YOUR INSTRUCTIONS ▸ What you return must be the lines of the data that hold the word "finish".

RECORDS SHOWN ▸
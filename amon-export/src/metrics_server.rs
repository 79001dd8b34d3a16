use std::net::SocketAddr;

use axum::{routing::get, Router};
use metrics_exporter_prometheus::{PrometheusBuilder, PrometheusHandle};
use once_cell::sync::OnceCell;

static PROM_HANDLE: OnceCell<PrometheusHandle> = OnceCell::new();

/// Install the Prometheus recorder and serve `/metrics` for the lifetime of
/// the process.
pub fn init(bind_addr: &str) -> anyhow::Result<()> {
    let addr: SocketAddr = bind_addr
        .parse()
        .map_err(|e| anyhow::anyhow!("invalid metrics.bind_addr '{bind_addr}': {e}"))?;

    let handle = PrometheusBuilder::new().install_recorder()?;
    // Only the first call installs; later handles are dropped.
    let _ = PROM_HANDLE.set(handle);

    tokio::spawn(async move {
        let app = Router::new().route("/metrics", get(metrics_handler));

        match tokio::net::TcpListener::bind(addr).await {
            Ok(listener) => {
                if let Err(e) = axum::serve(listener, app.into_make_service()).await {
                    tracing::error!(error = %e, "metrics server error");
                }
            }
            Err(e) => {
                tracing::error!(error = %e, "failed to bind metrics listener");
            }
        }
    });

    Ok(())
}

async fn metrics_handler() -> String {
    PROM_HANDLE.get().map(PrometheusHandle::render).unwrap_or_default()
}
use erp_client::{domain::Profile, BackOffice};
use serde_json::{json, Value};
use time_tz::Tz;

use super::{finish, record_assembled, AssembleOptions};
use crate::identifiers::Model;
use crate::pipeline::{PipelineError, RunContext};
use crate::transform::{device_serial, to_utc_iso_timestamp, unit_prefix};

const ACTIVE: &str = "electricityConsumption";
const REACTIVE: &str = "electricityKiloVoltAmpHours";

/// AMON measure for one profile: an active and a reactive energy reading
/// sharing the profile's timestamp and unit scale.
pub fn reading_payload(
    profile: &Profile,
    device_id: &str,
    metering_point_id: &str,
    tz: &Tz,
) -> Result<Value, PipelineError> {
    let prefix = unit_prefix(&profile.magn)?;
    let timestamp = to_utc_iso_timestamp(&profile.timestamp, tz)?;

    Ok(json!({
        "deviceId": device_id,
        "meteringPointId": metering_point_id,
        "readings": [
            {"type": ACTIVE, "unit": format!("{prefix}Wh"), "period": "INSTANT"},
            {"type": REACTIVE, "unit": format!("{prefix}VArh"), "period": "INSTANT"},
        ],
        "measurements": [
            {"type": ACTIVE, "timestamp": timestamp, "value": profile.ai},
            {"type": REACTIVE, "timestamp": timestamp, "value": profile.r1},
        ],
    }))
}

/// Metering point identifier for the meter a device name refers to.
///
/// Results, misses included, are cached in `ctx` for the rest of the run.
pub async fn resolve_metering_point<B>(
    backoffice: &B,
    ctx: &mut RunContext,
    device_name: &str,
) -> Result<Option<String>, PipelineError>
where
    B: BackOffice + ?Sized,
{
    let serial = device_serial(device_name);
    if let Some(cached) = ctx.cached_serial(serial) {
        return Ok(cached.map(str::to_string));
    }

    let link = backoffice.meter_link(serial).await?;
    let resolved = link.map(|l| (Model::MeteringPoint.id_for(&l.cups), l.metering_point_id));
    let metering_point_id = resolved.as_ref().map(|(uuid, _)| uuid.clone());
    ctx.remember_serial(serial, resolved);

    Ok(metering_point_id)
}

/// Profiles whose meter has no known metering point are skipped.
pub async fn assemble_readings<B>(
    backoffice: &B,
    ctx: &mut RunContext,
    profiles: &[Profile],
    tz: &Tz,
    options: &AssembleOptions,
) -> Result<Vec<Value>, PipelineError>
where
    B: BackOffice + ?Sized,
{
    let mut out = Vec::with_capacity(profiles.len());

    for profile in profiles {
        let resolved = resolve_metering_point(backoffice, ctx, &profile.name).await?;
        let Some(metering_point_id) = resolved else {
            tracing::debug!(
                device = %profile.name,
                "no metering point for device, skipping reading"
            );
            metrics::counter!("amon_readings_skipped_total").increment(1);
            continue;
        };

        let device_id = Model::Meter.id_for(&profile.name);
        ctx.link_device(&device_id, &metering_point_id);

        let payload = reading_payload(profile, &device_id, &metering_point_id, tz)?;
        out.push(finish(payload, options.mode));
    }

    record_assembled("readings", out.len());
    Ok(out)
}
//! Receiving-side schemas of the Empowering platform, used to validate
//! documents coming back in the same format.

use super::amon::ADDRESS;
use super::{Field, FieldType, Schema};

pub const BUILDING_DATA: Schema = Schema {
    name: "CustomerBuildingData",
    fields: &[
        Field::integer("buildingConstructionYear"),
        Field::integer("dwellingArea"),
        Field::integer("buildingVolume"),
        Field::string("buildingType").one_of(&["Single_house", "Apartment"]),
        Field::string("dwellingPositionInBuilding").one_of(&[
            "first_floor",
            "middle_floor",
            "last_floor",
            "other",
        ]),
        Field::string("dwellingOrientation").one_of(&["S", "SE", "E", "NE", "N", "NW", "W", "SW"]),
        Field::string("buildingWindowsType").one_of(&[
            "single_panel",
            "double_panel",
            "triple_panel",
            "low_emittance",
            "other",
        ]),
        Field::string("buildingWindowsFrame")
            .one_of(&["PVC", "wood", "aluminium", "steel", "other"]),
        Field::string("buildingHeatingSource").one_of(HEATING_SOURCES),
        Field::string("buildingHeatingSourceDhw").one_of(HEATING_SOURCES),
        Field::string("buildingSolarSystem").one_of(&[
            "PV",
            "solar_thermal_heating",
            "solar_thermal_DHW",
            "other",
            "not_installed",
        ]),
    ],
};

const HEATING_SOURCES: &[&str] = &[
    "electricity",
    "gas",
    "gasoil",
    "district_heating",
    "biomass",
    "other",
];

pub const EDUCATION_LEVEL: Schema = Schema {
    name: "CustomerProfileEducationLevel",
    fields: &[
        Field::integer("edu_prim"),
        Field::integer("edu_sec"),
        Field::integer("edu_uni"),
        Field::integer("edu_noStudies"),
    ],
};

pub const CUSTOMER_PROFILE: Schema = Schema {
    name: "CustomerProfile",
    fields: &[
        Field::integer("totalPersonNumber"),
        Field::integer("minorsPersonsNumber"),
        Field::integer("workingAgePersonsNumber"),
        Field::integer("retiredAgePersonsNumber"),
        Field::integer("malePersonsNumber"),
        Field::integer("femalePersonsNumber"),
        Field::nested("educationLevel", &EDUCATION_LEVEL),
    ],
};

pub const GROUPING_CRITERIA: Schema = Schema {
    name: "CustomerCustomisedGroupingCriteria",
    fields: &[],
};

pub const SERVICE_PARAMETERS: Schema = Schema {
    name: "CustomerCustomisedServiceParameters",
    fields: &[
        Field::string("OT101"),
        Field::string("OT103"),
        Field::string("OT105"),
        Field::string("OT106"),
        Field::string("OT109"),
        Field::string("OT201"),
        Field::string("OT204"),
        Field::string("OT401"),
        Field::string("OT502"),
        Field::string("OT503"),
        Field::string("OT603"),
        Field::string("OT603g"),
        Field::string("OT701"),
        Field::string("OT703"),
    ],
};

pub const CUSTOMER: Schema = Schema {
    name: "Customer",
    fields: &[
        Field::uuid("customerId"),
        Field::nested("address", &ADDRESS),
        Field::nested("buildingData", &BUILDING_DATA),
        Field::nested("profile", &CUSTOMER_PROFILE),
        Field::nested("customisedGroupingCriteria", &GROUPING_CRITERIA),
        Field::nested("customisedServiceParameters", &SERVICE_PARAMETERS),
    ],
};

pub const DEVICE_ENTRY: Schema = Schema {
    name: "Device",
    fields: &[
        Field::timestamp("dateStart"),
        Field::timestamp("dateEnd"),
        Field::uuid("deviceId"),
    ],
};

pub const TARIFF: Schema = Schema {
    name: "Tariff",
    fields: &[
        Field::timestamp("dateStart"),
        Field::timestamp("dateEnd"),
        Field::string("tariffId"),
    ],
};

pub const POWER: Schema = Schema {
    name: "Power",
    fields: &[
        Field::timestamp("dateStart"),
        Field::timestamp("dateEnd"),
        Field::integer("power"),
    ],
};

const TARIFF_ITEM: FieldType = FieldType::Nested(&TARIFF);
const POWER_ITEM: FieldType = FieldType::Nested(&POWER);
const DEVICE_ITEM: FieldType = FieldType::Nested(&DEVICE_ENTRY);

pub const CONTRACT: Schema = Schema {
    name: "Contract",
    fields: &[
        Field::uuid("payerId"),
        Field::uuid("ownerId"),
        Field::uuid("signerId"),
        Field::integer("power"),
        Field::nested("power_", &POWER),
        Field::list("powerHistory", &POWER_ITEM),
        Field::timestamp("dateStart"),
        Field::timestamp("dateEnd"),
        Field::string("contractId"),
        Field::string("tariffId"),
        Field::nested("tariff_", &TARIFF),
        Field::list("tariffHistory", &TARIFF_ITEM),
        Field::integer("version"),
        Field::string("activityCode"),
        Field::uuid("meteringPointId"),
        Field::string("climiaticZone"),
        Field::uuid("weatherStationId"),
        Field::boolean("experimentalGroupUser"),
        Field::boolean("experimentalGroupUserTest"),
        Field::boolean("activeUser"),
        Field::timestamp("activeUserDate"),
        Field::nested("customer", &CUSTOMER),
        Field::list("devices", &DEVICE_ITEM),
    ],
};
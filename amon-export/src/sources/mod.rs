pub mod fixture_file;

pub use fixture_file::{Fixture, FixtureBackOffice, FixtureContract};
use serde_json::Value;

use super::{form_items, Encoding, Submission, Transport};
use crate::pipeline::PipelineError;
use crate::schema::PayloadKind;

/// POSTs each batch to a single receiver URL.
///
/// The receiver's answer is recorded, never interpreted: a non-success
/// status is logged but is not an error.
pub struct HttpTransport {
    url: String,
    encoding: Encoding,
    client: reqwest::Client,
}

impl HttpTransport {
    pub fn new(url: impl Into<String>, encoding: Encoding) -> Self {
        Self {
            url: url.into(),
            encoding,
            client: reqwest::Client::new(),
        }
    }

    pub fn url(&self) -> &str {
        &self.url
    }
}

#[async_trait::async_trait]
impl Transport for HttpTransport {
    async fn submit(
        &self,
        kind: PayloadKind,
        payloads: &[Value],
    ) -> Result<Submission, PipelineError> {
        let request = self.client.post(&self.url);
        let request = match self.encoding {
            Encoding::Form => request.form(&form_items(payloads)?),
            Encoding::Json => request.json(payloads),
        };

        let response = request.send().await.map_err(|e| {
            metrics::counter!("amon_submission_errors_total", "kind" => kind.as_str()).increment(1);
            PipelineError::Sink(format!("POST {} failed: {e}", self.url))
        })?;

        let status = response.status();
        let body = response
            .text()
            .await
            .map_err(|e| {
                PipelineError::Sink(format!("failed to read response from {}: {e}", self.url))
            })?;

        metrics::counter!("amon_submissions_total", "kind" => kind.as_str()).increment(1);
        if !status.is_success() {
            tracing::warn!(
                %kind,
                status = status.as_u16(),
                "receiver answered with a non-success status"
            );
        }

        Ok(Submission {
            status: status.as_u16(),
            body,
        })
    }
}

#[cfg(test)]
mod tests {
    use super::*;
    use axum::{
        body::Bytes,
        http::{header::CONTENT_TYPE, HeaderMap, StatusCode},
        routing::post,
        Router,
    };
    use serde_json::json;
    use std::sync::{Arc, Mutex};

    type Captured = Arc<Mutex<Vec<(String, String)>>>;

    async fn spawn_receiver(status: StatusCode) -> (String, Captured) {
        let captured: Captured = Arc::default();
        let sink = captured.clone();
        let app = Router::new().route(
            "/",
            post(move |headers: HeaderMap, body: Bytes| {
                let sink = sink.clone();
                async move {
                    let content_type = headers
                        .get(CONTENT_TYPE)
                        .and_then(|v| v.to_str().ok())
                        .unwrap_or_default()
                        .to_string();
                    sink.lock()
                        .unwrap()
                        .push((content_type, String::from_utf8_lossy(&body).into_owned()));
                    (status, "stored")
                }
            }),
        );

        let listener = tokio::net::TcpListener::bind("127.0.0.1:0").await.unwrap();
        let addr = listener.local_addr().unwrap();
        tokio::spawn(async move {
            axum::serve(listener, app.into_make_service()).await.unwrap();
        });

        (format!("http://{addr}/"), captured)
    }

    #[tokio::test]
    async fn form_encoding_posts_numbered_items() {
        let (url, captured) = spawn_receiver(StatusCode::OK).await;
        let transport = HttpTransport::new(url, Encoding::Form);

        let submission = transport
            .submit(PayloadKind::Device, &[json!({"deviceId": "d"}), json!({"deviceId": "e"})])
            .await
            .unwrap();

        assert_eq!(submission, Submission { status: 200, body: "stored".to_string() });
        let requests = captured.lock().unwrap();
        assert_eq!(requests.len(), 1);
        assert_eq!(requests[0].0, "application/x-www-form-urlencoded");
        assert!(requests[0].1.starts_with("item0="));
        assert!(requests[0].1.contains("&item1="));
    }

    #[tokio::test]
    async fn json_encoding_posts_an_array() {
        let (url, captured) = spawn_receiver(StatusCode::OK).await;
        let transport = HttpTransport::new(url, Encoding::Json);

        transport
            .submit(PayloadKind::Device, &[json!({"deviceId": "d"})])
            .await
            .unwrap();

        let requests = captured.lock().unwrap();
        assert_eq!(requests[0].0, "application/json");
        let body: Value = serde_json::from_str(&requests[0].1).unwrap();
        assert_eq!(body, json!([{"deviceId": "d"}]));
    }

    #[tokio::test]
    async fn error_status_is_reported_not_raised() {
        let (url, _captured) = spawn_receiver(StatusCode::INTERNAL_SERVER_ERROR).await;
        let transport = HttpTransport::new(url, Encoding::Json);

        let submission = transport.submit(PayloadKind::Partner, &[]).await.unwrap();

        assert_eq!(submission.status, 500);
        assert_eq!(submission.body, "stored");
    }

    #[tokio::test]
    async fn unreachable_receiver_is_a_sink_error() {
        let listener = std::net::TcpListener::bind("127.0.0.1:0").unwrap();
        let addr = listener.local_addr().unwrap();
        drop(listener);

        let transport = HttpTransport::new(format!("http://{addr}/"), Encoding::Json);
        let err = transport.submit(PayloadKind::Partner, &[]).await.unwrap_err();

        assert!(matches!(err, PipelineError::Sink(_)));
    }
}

TASK SOLUTION ▸
use super::{finish, record_assembled, AssembleOptions};
        out.push(finish(payload, options.mode));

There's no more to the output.